Ich war heute dabei, wie junge Menschen, 17-18 Jahre alt, Rentnern, 60-70 Jahre alt, erklärt haben, wie das alles funktioniert mit dem Computer und dem Netz und so. Zumindest haben sie es versucht und sie haben sich viel Mühe gegeben. Wissen wollende waren Senioren, die zwar schonmal an einer Schreibmaschine gesessen haben, aber noch nie eine Tastatur, geschweige denn eine Mouse unter ihren Fingern hatten. Die weder wussten was eine Startleiste ist, noch das man einen Rechner nicht an- und ausmacht, als wäre es ein Fernseher. Kann sich irgendjemand da draußen vorstellen was es bedeutet, an einen Rechner zu gehen, ohne zu wissen, was das Dingen alles kann? Ich kann das nicht und war nahezu überwältigt davon zu sehen, wie weit die Jungen oder die Halbalten das heute verinnerlicht haben. Ransetzen, anmachen, loslegen. Mich hat echt bewegt, zu sehen, was für Welten dazwischen liegen. Zu sehen, wie der nette alte Herr das italienische Hotel im Netz sah, in dem er seinen Sommerurlaub verbracht hatte und fast freudig vom Stuhl sprang, fassunglos, dass man sich das so mit drei, vier Klicks einfach so ansehen kann. Zu sehen, wie sich die Herrschaften die Fotos vom letzten Gemeindefest ansehen konnten, auf denen sie selber zu sehen waren und von denen sich nicht einmal wussten, dass die für jederman auf der Welt zugänglich sind, so denn der die sehen will. Das das nur mit Flashplayer möglich ist, hat sie überfordert, aber das und viele, viele andere Dinge erklären ihnen die Kids nächste Woche. Auch das mit dem Caps lock, der Shift-Taste, der Enter“Stiefel“taste und der Leertaste. Den Dingen eben, die eine Schreibmaschine nicht mit bringt.

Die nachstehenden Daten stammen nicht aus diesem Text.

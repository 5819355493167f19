//! gitlab-vars
//!
//! Small durable state for CI pipelines: counters and timestamps kept in
//! GitLab project CI/CD variables.

pub mod cli;
pub mod config;
pub mod env;
pub mod error;
pub mod gitlab;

In 10 Wochen wollen sich einige der Herrschaften dann selber einen Rechner zulegen. Mit dem DEESEL-Tarif müssten sie „dann aber nochmal genauer fragen“, sagen sie. Währendessen überlege ich mir hinten drin in meinem Kopf, nach welcher Doku ich morgen suche, welches Album ich mir am Sonntag im Netz laden kaufen werde, welches der großartigen Flickr-Sets, die ich die Woche gebookmarkt habe, ich noch bringen werde, was mein Reader morgen ausspuckt, ob ich von Cubase endgültig auf Ableton umsteigen sollte und auf welchem Netlabel unser nächstes CC-Release wohl am ehersten kommen sollte. Dazu höre ich Jazz, gekauft auf iTunes…

Ich bin gespannt auf die „Alten“ in den nächsten Wochen und echt froh, wie privilegiert wir jungen oder halbalten, netzaffinen Menschen eigentlich mit diesem ganzen Internet-Computerzeug sind.

6 Kommentare

  1. Piet7. November 2008 at 09:36

    vergiss klickdichtotwirvonsteinbergmögenskompliziertcubase – nimm live. es tut nicht weh. willkommen im heute. ;-)

  2. Piet7. November 2008 at 09:36

    ^offtopic

  3. Saint7. November 2008 at 10:03

    Ach, ich find Cubase weit simpler. Man wächst da rein nach über 10 Jahren. ;)

  4. verano7. November 2008 at 13:51

    mein lieber opa möchte sich in den nächsten tagen einen neuen rechner kaufen … der alte hat keinen cardreader am gehäuse!

  5. Markus3038. November 2008 at 22:33

    Klasse Text, schön geschrieben. Hört sich auch nach nem guten Projekt an.